Green T. House’s JinR: Elegance, Sophistication, Smarts

Posted on August 5, 2008 by Gary McCarty

If you're new here, you may want to subscribe to my RSS feed. Thanks for visiting!

The Green T. House in Beijing, China 

Tired of watching my hometown Los Angeles Angels get pummeled by the Yankees, I turned on Tommy Tang’s Let’s Get Cooking this past Saturday. I ventured in a bit late, and it wasn’t for a few moments until I figured out Tang was doing the show in Beijing, P.R.C., not in Thailand, and that the woman with him doing the cooking demonstration was Chinese with the most deliciously accented but impeccable English. JinR, masterchef, restaurateur and classical musician

Turns out that this was the beautiful, sophisticated, talented and highly successful classical-musician-turned-restaurateur Zhang Jin Jie, known widely as JinR.

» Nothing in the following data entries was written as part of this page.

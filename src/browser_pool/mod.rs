//! Bounded page pool shared by the audit workers
//!
//! The pool hands out at most `capacity` pages at once. A page returned with
//! `recycle = true` is kept idle for the next acquire; every other exit path
//! (failed attempt, timeout, panic unwinding through a lease) closes the page
//! so the next attempt starts from a fresh one.

pub mod chromium;

use futures::future::BoxFuture;
use parking_lot::Mutex;
use serde::{Deserialize, Serialize};
use std::sync::Arc;
use std::sync::atomic::{AtomicBool, AtomicU64, AtomicUsize, Ordering};
use tokio::sync::{OwnedSemaphorePermit, Semaphore};
use tracing::{debug, info, warn};

use crate::errors::{PageError, PoolError};

pub use chromium::{ChromiumPage, ChromiumPageSource};

// =============================================================================
// Browser seam
// =============================================================================

/// A single browser tab the audit can drive
///
/// Clones must refer to the same underlying tab.
pub trait AuditPage: Clone + Send + Sync + 'static {
    /// Navigate to `url` and wait for it to settle
    ///
    /// Returns the URL the page ended up on, which differs from `url` when the
    /// server redirected.
    fn navigate<'a>(&'a self, url: &'a str) -> BoxFuture<'a, Result<String, PageError>>;
}

/// Factory for pages; one per browser process
pub trait PageSource: Send + Sync + 'static {
    type Page: AuditPage;

    fn create_page(&self) -> BoxFuture<'_, Result<Self::Page, PageError>>;

    fn close_page(&self, page: Self::Page) -> BoxFuture<'_, ()>;
}

// =============================================================================
// Statistics
// =============================================================================

/// Point-in-time counters of a [`PagePool`]
#[derive(Debug, Clone, Copy, Default, PartialEq, Eq, Serialize, Deserialize)]
pub struct PoolStats {
    pub capacity: usize,
    pub created: u64,
    pub discarded: u64,
    pub recycled: u64,
    pub in_use: usize,
    pub peak_in_use: usize,
}

#[derive(Debug, Default)]
struct PoolCounters {
    created: AtomicU64,
    discarded: AtomicU64,
    recycled: AtomicU64,
    in_use: AtomicUsize,
    peak_in_use: AtomicUsize,
}

impl PoolCounters {
    fn checkout(&self) {
        let now = self.in_use.fetch_add(1, Ordering::AcqRel) + 1;
        self.peak_in_use.fetch_max(now, Ordering::AcqRel);
    }

    fn checkin(&self) {
        self.in_use.fetch_sub(1, Ordering::AcqRel);
    }
}

// =============================================================================
// Page Pool
// =============================================================================

pub struct PagePool<S: PageSource> {
    source: Arc<S>,
    capacity: usize,
    permits: Arc<Semaphore>,
    idle: Mutex<Vec<S::Page>>,
    counters: PoolCounters,
    next_id: AtomicU64,
    closed: AtomicBool,
}

impl<S: PageSource> std::fmt::Debug for PagePool<S> {
    fn fmt(&self, f: &mut std::fmt::Formatter<'_>) -> std::fmt::Result {
        f.debug_struct("PagePool")
            .field("capacity", &self.capacity)
            .field("stats", &self.stats())
            .finish_non_exhaustive()
    }
}

impl<S: PageSource> PagePool<S> {
    /// Create a pool of `capacity` pages; pages are created lazily
    pub fn new(source: Arc<S>, capacity: usize) -> Arc<Self> {
        let capacity = capacity.max(1);
        Arc::new(Self {
            source,
            capacity,
            permits: Arc::new(Semaphore::new(capacity)),
            idle: Mutex::new(Vec::with_capacity(capacity)),
            counters: PoolCounters::default(),
            next_id: AtomicU64::new(0),
            closed: AtomicBool::new(false),
        })
    }

    /// Acquire a page, waiting while all `capacity` pages are leased
    ///
    /// Reuses an idle page when one exists, otherwise creates a new one.
    pub async fn acquire(self: &Arc<Self>) -> Result<PageLease<S>, PoolError> {
        if self.closed.load(Ordering::Acquire) {
            return Err(PoolError::Closed);
        }

        let permit = Arc::clone(&self.permits)
            .acquire_owned()
            .await
            .map_err(|_| PoolError::Closed)?;

        let id = self.next_id.fetch_add(1, Ordering::Relaxed);
        let reused = self.idle.lock().pop();
        let page = match reused {
            Some(page) => {
                debug!("Lease {} reuses idle page", id);
                page
            }
            None => {
                let page = self.source.create_page().await.map_err(PoolError::Create)?;
                self.counters.created.fetch_add(1, Ordering::Relaxed);
                debug!("Lease {} created new page", id);
                page
            }
        };

        self.counters.checkout();
        Ok(PageLease {
            id,
            page,
            settled: false,
            pool: Arc::clone(self),
            _permit: permit,
        })
    }

    /// Return a lease to the pool
    ///
    /// With `recycle` the page goes back to the idle set, otherwise it is
    /// closed and the slot is refilled by a fresh page on the next acquire.
    pub async fn release(&self, mut lease: PageLease<S>, recycle: bool) {
        lease.settled = true;
        let page = lease.page.clone();
        self.counters.checkin();

        if recycle && !self.closed.load(Ordering::Acquire) {
            self.idle.lock().push(page);
            self.counters.recycled.fetch_add(1, Ordering::Relaxed);
            debug!("Lease {} recycled", lease.id);
        } else {
            self.source.close_page(page).await;
            self.counters.discarded.fetch_add(1, Ordering::Relaxed);
            debug!("Lease {} discarded", lease.id);
        }
        // permit is returned when `lease` drops here
    }

    #[must_use]
    pub fn stats(&self) -> PoolStats {
        PoolStats {
            capacity: self.capacity,
            created: self.counters.created.load(Ordering::Relaxed),
            discarded: self.counters.discarded.load(Ordering::Relaxed),
            recycled: self.counters.recycled.load(Ordering::Relaxed),
            in_use: self.counters.in_use.load(Ordering::Relaxed),
            peak_in_use: self.counters.peak_in_use.load(Ordering::Relaxed),
        }
    }

    /// Stop handing out pages and close every idle one
    ///
    /// Outstanding leases are closed as they are released.
    pub async fn close(&self) {
        if self.closed.swap(true, Ordering::AcqRel) {
            return;
        }
        self.permits.close();

        let idle: Vec<S::Page> = std::mem::take(&mut *self.idle.lock());
        let count = idle.len();
        for page in idle {
            self.source.close_page(page).await;
        }
        info!("Page pool closed ({} idle pages closed)", count);
    }

    fn discard_detached(&self, page: S::Page, id: u64) {
        self.counters.checkin();
        self.counters.discarded.fetch_add(1, Ordering::Relaxed);
        warn!("Lease {} dropped without release, discarding page", id);

        match tokio::runtime::Handle::try_current() {
            Ok(handle) => {
                let source = Arc::clone(&self.source);
                handle.spawn(async move {
                    source.close_page(page).await;
                });
            }
            Err(_) => drop(page),
        }
    }
}

// =============================================================================
// RAII Lease
// =============================================================================

/// Exclusive use of one pooled page
///
/// Dropping a lease without passing it to [`PagePool::release`] discards the
/// page.
pub struct PageLease<S: PageSource> {
    id: u64,
    page: S::Page,
    settled: bool,
    pool: Arc<PagePool<S>>,
    _permit: OwnedSemaphorePermit,
}

impl<S: PageSource> PageLease<S> {
    #[must_use]
    pub fn page(&self) -> &S::Page {
        &self.page
    }

    #[must_use]
    pub fn id(&self) -> u64 {
        self.id
    }
}

impl<S: PageSource> Drop for PageLease<S> {
    fn drop(&mut self) {
        if !self.settled {
            self.pool.discard_detached(self.page.clone(), self.id);
        }
    }
}

#[cfg(test)]
mod tests {
    use super::*;
    use std::sync::atomic::AtomicUsize;

    #[derive(Clone)]
    struct StubPage;

    impl AuditPage for StubPage {
        fn navigate<'a>(&'a self, url: &'a str) -> BoxFuture<'a, Result<String, PageError>> {
            Box::pin(async move { Ok(url.to_string()) })
        }
    }

    #[derive(Default)]
    struct StubSource {
        closed: AtomicUsize,
    }

    impl PageSource for StubSource {
        type Page = StubPage;

        fn create_page(&self) -> BoxFuture<'_, Result<StubPage, PageError>> {
            Box::pin(async { Ok(StubPage) })
        }

        fn close_page(&self, _page: StubPage) -> BoxFuture<'_, ()> {
            self.closed.fetch_add(1, Ordering::SeqCst);
            Box::pin(async {})
        }
    }

    #[tokio::test]
    async fn recycled_page_is_reused() {
        let pool = PagePool::new(Arc::new(StubSource::default()), 1);

        let lease = pool.acquire().await.expect("acquire");
        pool.release(lease, true).await;
        let lease = pool.acquire().await.expect("acquire");
        pool.release(lease, false).await;

        let stats = pool.stats();
        assert_eq!(stats.created, 1);
        assert_eq!(stats.recycled, 1);
        assert_eq!(stats.discarded, 1);
        assert_eq!(stats.in_use, 0);
        assert_eq!(stats.peak_in_use, 1);
    }

    #[tokio::test]
    async fn dropped_lease_is_discarded_and_frees_its_slot() {
        let source = Arc::new(StubSource::default());
        let pool = PagePool::new(Arc::clone(&source), 1);

        {
            let _lease = pool.acquire().await.expect("acquire");
        }
        let lease = tokio::time::timeout(std::time::Duration::from_secs(1), pool.acquire())
            .await
            .expect("slot was not freed")
            .expect("acquire");
        pool.release(lease, true).await;

        let stats = pool.stats();
        assert_eq!(stats.discarded, 1);
        assert_eq!(stats.created, 2);
    }

    #[tokio::test]
    async fn closed_pool_rejects_acquire() {
        let pool = PagePool::new(Arc::new(StubSource::default()), 2);
        pool.close().await;
        assert!(matches!(pool.acquire().await, Err(PoolError::Closed)));
    }
}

Her original restaurant (above), the Green T. House in Beijing, is a masterwork of design and sophstication, which has now been recreated in locales around the globe as her empire spreads.  I believe she has even christened an enterprise for design named Green T. House Living (watch out, Martha Stewart).

JinR’s secret is an abundance of good fortune built into her bones, to say nothing of ambition, hard work, talent and class applied in the right amounts at the right time.

Thai chef Tang can be a pretty crude buffoon at times, but JinR handled him with grace and aplomb each time on the TV segment I watched. I was completely impressed by her manner.  She even laughed when Tang barbarically proposed that her green tea dumplings be fried instead of boiled.  She suggested a light frying and then boiling them.  

Translation: "You idiot, why would you fry them?"  But she could never come out and say that, or probably even feel it inside.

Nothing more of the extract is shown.